Role
User Research
Product Strategy
UI Design
Interaction Design
Usability Testing
Tools
Figjam
Notion
Maze
Figma
Otter
Timeline
5 weeks
Users don’t understand the value of cold shower therapy and are unsure where to start on their journey. They are feeling a lack of meaningful progress cues and information disclosure.
The Solution
By emphasizing the cold water challenge day-to-day progress, and helping ease the user into a more guided meditative headspace we were able to increase the user's buy-in to the Wim Hof overall experience.
Usability Review
To help us better understand the product, we conducted a usability review to identify pain points and wow moments in the existing experience.

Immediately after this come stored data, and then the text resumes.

impl MainPort<'_> {
    /// Fuel-flow pulses per fuel unit, fixed at startup.
    pub fn k_factor(&self) -> u16 { self.store.settings.k_factor }

    /// Copy of the last `ADC_DEPTH` samples of `channel`.
    pub fn adc_samples(
        &self,
        channel: usize,
    ) -> Option<[Option<u16>; ADC_DEPTH]> {
        if channel >= ADC_CHANNELS {
            return None;
        }
        Some(self.store.adc.lock(|bank| bank[channel]))
    }

    /// Copy of the whole RPM ring.
    pub fn rpm_ring(&self) -> [u32; RPM_SLOTS] { self.store.tach.lock(|tach| tach.rpm) }

    /// Copy of the thermocouple bank.
    pub fn thermocouples(&self) -> ThermocoupleBank { self.store.thermocouples.snapshot() }

    /// Pulses counted over the last fuel-flow windows.
    pub fn fuel_flow_count(&self) -> u32 { self.store.fuel_rate.load() }

    /// Copy of the persistent status.
    pub fn status(&self) -> PersistentStatus { self.store.status.lock(|record| record.status) }

    /// Whether the status changed since the last successful commit.
    pub fn is_dirty(&self) -> bool { self.store.status.lock(|record| record.dirty) }

    /// Tell the tick context whether hobbs time should accumulate.
    pub fn set_engine_running(
        &self,
        running: bool,
    ) {
        self.store.engine_running.store(u32::from(running));
    }

    /// Periodic activity check for the tachometer.
    ///
    /// Consumes the pulse flag; if no pulse arrived since the previous check
    /// the engine is stopped and the ring is zeroed. Returns whether pulses
    /// are arriving.
    pub fn check_tach(&self) -> bool {
        let (active, just_stopped) = self.store.tach.lock(|tach| {
            if tach.did_pulse {
                tach.did_pulse = false;
                tach.stopped = false;
                (true, false)
            } else {
                tach.rpm = [0; RPM_SLOTS];
                let just_stopped = !tach.stopped;
                tach.stopped = true;
                (false, just_stopped)
            }
        });
        if just_stopped {
            #[cfg(target_arch = "arm")]
            defmt::debug!("tach: no pulses, ring cleared");
        }
        active
    }

    /// Write the status through `storage` if it is dirty.
    ///
    /// The snapshot is taken inside a critical section and the write happens
    /// outside it. The dirty flag is cleared only if nothing changed while the
    /// write was in flight. Returns whether a commit was attempted.
    pub fn commit_if_dirty(
        &self,
        storage: &mut impl StatusStorage,
    ) -> Result<bool, StorageError> {
        let Some((status, revision)) = self
            .store
            .status
            .lock(|record| record.dirty.then_some((record.status, record.revision)))
        else {
            return Ok(false);
        };

        match storage.commit(&status) {
            Ok(()) => {
                let cleared = self.store.status.lock(|record| record.mark_committed(revision));
                #[cfg(target_arch = "arm")]
                defmt::debug!("status committed: {}", status);
                if !cleared {
                    #[cfg(target_arch = "arm")]
                    defmt::debug!("status changed during commit, still dirty");
                }
                Ok(true)
            }
            Err(error) => {
                #[cfg(target_arch = "arm")]
                defmt::warn!("status commit failed: {}", error);
                Err(error)
            }
        }
    }
}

Business & User frustrations
Following a usability review we defined the primary and secondary business and user frustrations
Primary Frustration
When new users are being onboarded with the beginning 20-day cold water showering exercises, they are facing an issue with lack of information disclosure and meaningful progress cues. This results in a increased rate of abandonment during the initial exercises, and ultimately reduced conversion to paid users.
Competitor Benchmarking
With a usability review complete, we moved on to competitor benchmarking to help us identify standards in competitor products that could be used to improve the existing experience.
Problem Space
Combining our initial usability review and competitor benchmarking helped us identify the problem space to begin ideation.
Who is affected by the problem?
New & returning users are affected by the problem.
What is the problem?
Users don’t understand the value of cold shower therapy and are unsure where to start on their journey. They are feeling a lack of meaningful progress cues and information disclosure.
Where does the problem occur?
• On the 20 Day Cold Water Shower Settings Screen
• On the 20 Day Cold Water Timer Screen
• On the 20 Day Cold Water Completion/Results Screen
When does the problem occur?
• When choosing a difficulty setting
• When interacting with the timer before & during the shower
• After you finish the shower and conclude the activity
Why does the problem occur?
• Activity settings are too unrestricted (too many CTA)
• No guidance for beginners or experts
• Experience ends abruptly
• Progress does not feel meaningful
Why is the problem important?
Without guidance, the user isn’t motivated to buy into the Wim Hof journey or feel the need to reach and progress goals set by the app. If they feel their progress has value, it’s more likely they will convert to a paid subscription.
How Might We…
With a picture of the problem at hand starting to come into place, we jumped into the ideation phase and worked through the solution design model, identifying users actual behaviour, and optimal behaviour. This allowed us to form a how might we statement to begin forming a solution.
How might we make a more guided experience to help new users understand and value the shower challenge journey?
Ideation
To avoid following the first idea we conducted a series of ideation techniques. This allowed us to consider an array of solutions. Following ideation we mapped what could be improved or added to the product and what the impact of each idea would be for users and the business.
What can we add
Gamification of the progress metrics through progress levels and a badge system
What can we improve
Narrowing the activity user flow to provide a less open-ended, more linear experience
User Flows
Following Ideation we created user flows of the existing experience and improved the flow based on the idea that fit with business and user goals
Rapid Prototyping
Having mapped an improved user flow we spent time rapidly prototyping a solution. Sketching helped us rapidly iterate on the original idea and visualize a solution without committing too early to hi-fidelity screens.
Styles & Components
Before creating the hi-fidelity prototype I defined the product styles and interactive components in Figma to easily and quickly help me design consistently
High Fidelity Prototype
Below is the final version of the prototype that we created. We included interactions and transitions from Figma to match the products flow.
Usability Testing
With the prototype created we formed a testing script with scenarios and tasks for the user to complete to validate the prototype with real users. To test the prototype we used Maze and gathered feedback following every task.
Test outcomes
Having tested the prototype, I learned most users greatly adhere to the journaling prompts after the shower which should improve overall buy-in to the activity and help the user track their mindset through the duration of the challenge.
Three key learnings
1. Almost all friction for finding the cold shower challenge was removed by making it the first and most prominent element in the home page’s visual hierarchy.
2. There needs to be a finer balance between the slower, deliberate animations in the app that lend to the feel of a cold, meditative experience and the user expectation of a snappy experience.
3. The note journaling and progress indicators within the results screen of the challenge is incredibly effective and the users are delighted with the experience, though the task is very high cognitive load so there will always be users who forego it completely.
Next steps
The results from my unmoderated usability test were varied, with some positive outcomes alongside areas for me to learn from to further refine the app.
If I were to iterate further on the app based on these results, I would concentrate my efforts on more development of the ‘daily shower settings’ screen, which serves as a touchstone for the rest of the activity.
The "What" and "Why" instructions of the activity can be more prominent and supplementary to the "How", to help fully contextualize the experience.